* _Stored items_:
------------------------------------------------------------------------
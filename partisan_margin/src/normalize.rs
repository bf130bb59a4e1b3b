/// The key used to compare loosely formatted names: lower case, letters only.
///
/// Digits, spaces and punctuation are all dropped, so that `U.S. Senate`,
/// `US SENATE` and `ussenate` compare equal.
pub fn normalize_name(name: &str) -> String {
    name.to_lowercase()
        .chars()
        .filter(|c| c.is_ascii_lowercase())
        .collect()
}

/// Cleans up a county label read from a tabular source: trimmed, upper case.
pub fn normalize_county_label(county: &str) -> String {
    county.trim().to_uppercase()
}

#[cfg(test)]
mod tests {
    use super::*;

    #[test]
    fn senate_spellings() {
        let key = normalize_name("U.S. Senate");
        assert_eq!(key, "ussenate");
        assert_eq!(normalize_name("ussenate"), key);
        assert_eq!(normalize_name("US SENATE"), key);
    }

    #[test]
    fn digits_and_accents_are_dropped() {
        assert_eq!(normalize_name("District 12 - Judge"), "districtjudge");
        assert_eq!(normalize_name("Doña Ana"), "doaana");
        assert_eq!(normalize_name("2020"), "");
    }

    #[test]
    fn county_labels() {
        assert_eq!(normalize_county_label("  Le Flore "), "LE FLORE");
    }
}
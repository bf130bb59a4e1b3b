use crate::args::Args;
use crate::mapping::*;

use serde::{Deserialize, Serialize};
use std::fs;
use std::path::Path;

/// The feature property holding the county name, unless configured.
pub const DEFAULT_NAME_PROPERTY: &str = "NAME";

#[derive(Eq, PartialEq, Debug, Clone, Serialize, Deserialize, Default)]
pub struct OutputSettings {
    #[serde(rename = "outputPath")]
    pub output_path: Option<String>,
}

#[derive(Eq, PartialEq, Debug, Clone, Serialize, Deserialize, Default)]
pub struct Selection {
    pub year: Option<String>,
    pub contest: Option<String>,
    pub county: Option<String>,
}

impl Selection {
    /// The contest to display.
    ///
    /// A contest written as `year|contest` carries its own year, otherwise
    /// the year of the selection is used.
    pub fn contest_key(&self) -> BMapResult<ContestKey> {
        let contest = self.contest.as_ref().context(MissingContestSnafu {})?;
        if let Some(key) = ContestKey::parse(contest) {
            return Ok(key);
        }
        let year = self
            .year
            .as_ref()
            .context(InvalidSelectionSnafu { value: contest })?;
        Ok(ContestKey::new(year, contest))
    }
}

#[derive(Eq, PartialEq, Debug, Clone, Serialize, Deserialize)]
pub struct GeometrySource {
    #[serde(rename = "filePath")]
    pub file_path: String,
    #[serde(rename = "nameProperty")]
    pub name_property: Option<String>,
}

impl GeometrySource {
    pub fn name_property(&self) -> &str {
        self.name_property.as_deref().unwrap_or(DEFAULT_NAME_PROPERTY)
    }
}

#[derive(Eq, PartialEq, Debug, Clone, Serialize, Deserialize)]
pub struct DataSource {
    pub provider: String,
    #[serde(rename = "filePath")]
    pub file_path: String,
    /// The year of all the rows, for the candidate-level providers.
    pub year: Option<String>,
    #[serde(rename = "excelWorksheetName")]
    pub excel_worksheet_name: Option<String>,
}

#[derive(Eq, PartialEq, Debug, Clone, Serialize, Deserialize, Default)]
pub struct MapConfig {
    #[serde(rename = "outputSettings", default)]
    pub output_settings: OutputSettings,
    #[serde(default)]
    pub selection: Selection,
    pub geometry: Option<GeometrySource>,
    #[serde(rename = "dataSources", default)]
    pub data_sources: Vec<DataSource>,
}

fn resolve_path(root: &Path, path: &str) -> String {
    let p = Path::new(path);
    if p.is_absolute() {
        path.to_string()
    } else {
        root.join(p).display().to_string()
    }
}

/// Reads a configuration file. The paths it contains are taken relative to
/// the directory of the file.
pub fn read_config(config_path: &str) -> BMapResult<MapConfig> {
    let config_str = fs::read_to_string(config_path).context(OpeningJsonSnafu { path: config_path })?;
    let mut config: MapConfig =
        serde_json::from_str(&config_str).context(ParsingJsonSnafu { path: config_path })?;

    let root_p = Path::new(config_path)
        .parent()
        .context(MissingParentDirSnafu { path: config_path })?;
    for source in config.data_sources.iter_mut() {
        source.file_path = resolve_path(root_p, &source.file_path);
    }
    if let Some(geometry) = config.geometry.as_mut() {
        geometry.file_path = resolve_path(root_p, &geometry.file_path);
    }
    if let Some(out) = config.output_settings.output_path.clone() {
        if out != "stdout" {
            config.output_settings.output_path = Some(resolve_path(root_p, &out));
        }
    }
    Ok(config)
}

/// The configuration to run with: the configuration file if any, with the
/// options of the command line applied on top of it.
pub fn resolve_config(args: &Args) -> BMapResult<MapConfig> {
    let mut config = match &args.config {
        Some(path) => read_config(path)?,
        None => MapConfig::default(),
    };

    if let Some(data) = &args.data {
        config.data_sources = vec![DataSource {
            provider: args
                .input_type
                .clone()
                .unwrap_or_else(|| "json".to_string()),
            file_path: data.clone(),
            year: args.year.clone(),
            excel_worksheet_name: args.excel_worksheet_name.clone(),
        }];
    }
    if args.year.is_some() {
        config.selection.year = args.year.clone();
    }
    if args.contest.is_some() {
        config.selection.contest = args.contest.clone();
    }
    if args.county.is_some() {
        config.selection.county = args.county.clone();
    }
    if let Some(geometry) = &args.geometry {
        config.geometry = Some(GeometrySource {
            file_path: geometry.clone(),
            name_property: None,
        });
    }
    if let Some(name_property) = &args.name_property {
        match config.geometry.as_mut() {
            Some(geometry) => geometry.name_property = Some(name_property.clone()),
            None => warn!(
                "resolve_config: --name-property {} ignored, no geometry file is configured",
                name_property
            ),
        }
    }
    if args.out.is_some() {
        config.output_settings.output_path = args.out.clone();
    }
    Ok(config)
}

#[cfg(test)]
mod tests {
    use super::*;

    #[test]
    fn paths_are_relative_to_the_config() {
        let path = test_file("ok_config.json");
        let config = read_config(&path).unwrap();
        let root = Path::new(&path).parent().unwrap();
        assert_eq!(config.data_sources.len(), 2);
        assert_eq!(config.data_sources[1].provider, "csv");
        assert_eq!(config.data_sources[1].year.as_deref(), Some("2022"));
        assert_eq!(
            config.data_sources[0].file_path,
            root.join("ok_results.json").display().to_string()
        );
        assert_eq!(config.selection.contest.as_deref(), Some("Governor"));
        assert_eq!(config.output_settings.output_path.as_deref(), Some("stdout"));
        assert!(config.geometry.is_none());
    }

    #[test]
    fn command_line_takes_precedence() {
        let args = Args {
            config: Some(test_file("ok_config.json")),
            data: Some("other.csv".to_string()),
            input_type: Some("csv".to_string()),
            year: Some("2018".to_string()),
            contest: None,
            county: Some("Adair".to_string()),
            geometry: Some("ok.geojson".to_string()),
            name_property: Some("COUNTY".to_string()),
            list_contests: false,
            out: None,
            reference: None,
            excel_worksheet_name: None,
            verbose: false,
        };
        let config = resolve_config(&args).unwrap();
        assert_eq!(
            config.data_sources,
            vec![DataSource {
                provider: "csv".to_string(),
                file_path: "other.csv".to_string(),
                year: Some("2018".to_string()),
                excel_worksheet_name: None,
            }]
        );
        assert_eq!(config.selection.year.as_deref(), Some("2018"));
        assert_eq!(config.selection.contest.as_deref(), Some("Governor"));
        assert_eq!(config.selection.county.as_deref(), Some("Adair"));
        assert_eq!(config.geometry.unwrap().name_property(), "COUNTY");
    }

    #[test]
    fn name_property_without_geometry() {
        let args = Args {
            config: None,
            data: Some("results.json".to_string()),
            input_type: None,
            year: None,
            contest: Some("2020|Governor".to_string()),
            county: None,
            geometry: None,
            name_property: Some("COUNTY".to_string()),
            list_contests: false,
            out: None,
            reference: None,
            excel_worksheet_name: None,
            verbose: false,
        };
        let config = resolve_config(&args).unwrap();
        assert!(config.geometry.is_none());
        assert_eq!(config.data_sources[0].provider, "json");
    }

    #[test]
    fn contest_selection() {
        let s = Selection {
            year: Some("2016".to_string()),
            contest: Some("2004|President|Vice President".to_string()),
            county: None,
        };
        assert_eq!(
            s.contest_key().unwrap(),
            ContestKey::new("2004", "President|Vice President")
        );
        let s = Selection {
            contest: Some("President".to_string()),
            ..s
        };
        assert_eq!(s.contest_key().unwrap(), ContestKey::new("2016", "President"));
        let s = Selection {
            contest: None,
            ..s
        };
        assert!(matches!(
            s.contest_key().map_err(|e| *e),
            Err(MapError::MissingContest {})
        ));
    }
}
// Reading of candidate rows from Excel workbooks.

use crate::mapping::io_common::row_layout;
use crate::mapping::*;

use calamine::{open_workbook, DataType, Reader, Xlsx};

fn cell_to_string(cell: &DataType) -> String {
    match cell {
        DataType::String(s) => s.clone(),
        DataType::Int(i) => i.to_string(),
        // Counts are often stored as floats.
        DataType::Float(f) if f.fract() == 0.0 => format!("{:.0}", f),
        DataType::Empty => "".to_string(),
        x => x.to_string(),
    }
}

/// Reads the candidate rows of a worksheet, by default the first one. The
/// first row is the header.
pub fn read_excel_rows(
    path: &str,
    worksheet_name: Option<&str>,
) -> BMapResult<Vec<ingest::CandidateRow>> {
    let mut workbook: Xlsx<_> = open_workbook(path).context(OpeningExcelSnafu { path })?;
    let wrange = match worksheet_name {
        Some(name) => workbook
            .worksheet_range(name)
            .context(MissingWorksheetSnafu { name, path })?,
        None => workbook
            .worksheet_range_at(0)
            .context(EmptyExcelSnafu { path })?,
    }
    .context(OpeningExcelSnafu { path })?;

    let mut rows = wrange.rows();
    let header: Vec<String> = match rows.next() {
        Some(cells) => cells.iter().map(cell_to_string).collect(),
        None => return Ok(Vec::new()),
    };
    let layout = row_layout(&header, path)?;
    debug!("read_excel_rows: header: {:?} layout: {:?}", header, layout);

    let mut res: Vec<ingest::CandidateRow> = Vec::new();
    for row in rows {
        let cells: Vec<String> = row.iter().map(cell_to_string).collect();
        if cells.iter().all(|c| c.trim().is_empty()) {
            continue;
        }
        res.push(layout.candidate_row(&cells));
    }
    info!("read_excel_rows: {} rows read from {}", res.len(), path);
    Ok(res)
}

#[cfg(test)]
mod tests {
    use super::*;

    #[test]
    fn cells() {
        assert_eq!(cell_to_string(&DataType::Float(1200.0)), "1200");
        assert_eq!(cell_to_string(&DataType::Int(7)), "7");
        assert_eq!(cell_to_string(&DataType::Empty), "");
        assert_eq!(
            cell_to_string(&DataType::String("Le Flore".to_string())),
            "Le Flore"
        );
    }

    #[test]
    fn missing_file() {
        assert!(matches!(
            read_excel_rows("/nonexistent/results.xlsx", None).map_err(|e| *e),
            Err(MapError::OpeningExcel { .. })
        ));
    }
}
------------------------------------------------------------------------
* _Exercise_:
The response must hold only the lines above from the line with "let p = Path::new(path);" through the line with "if let Some(geometry) = config.geometry.as_mut()", each copied exactly, both ends kept.

* _Result for this exercise_:
    let p = Path::new(path);
    if p.is_absolute() {
        path.to_string()
    } else {
        root.join(p).display().to_string()
    }
}

/// Reads a configuration file. The paths it contains are taken relative to
/// the directory of the file.
pub fn read_config(config_path: &str) -> BMapResult<MapConfig> {
    let config_str = fs::read_to_string(config_path).context(OpeningJsonSnafu { path: config_path })?;
    let mut config: MapConfig =
        serde_json::from_str(&config_str).context(ParsingJsonSnafu { path: config_path })?;

    let root_p = Path::new(config_path)
        .parent()
        .context(MissingParentDirSnafu { path: config_path })?;
    for source in config.data_sources.iter_mut() {
        source.file_path = resolve_path(root_p, &source.file_path);
    }
    if let Some(geometry) = config.geometry.as_mut() {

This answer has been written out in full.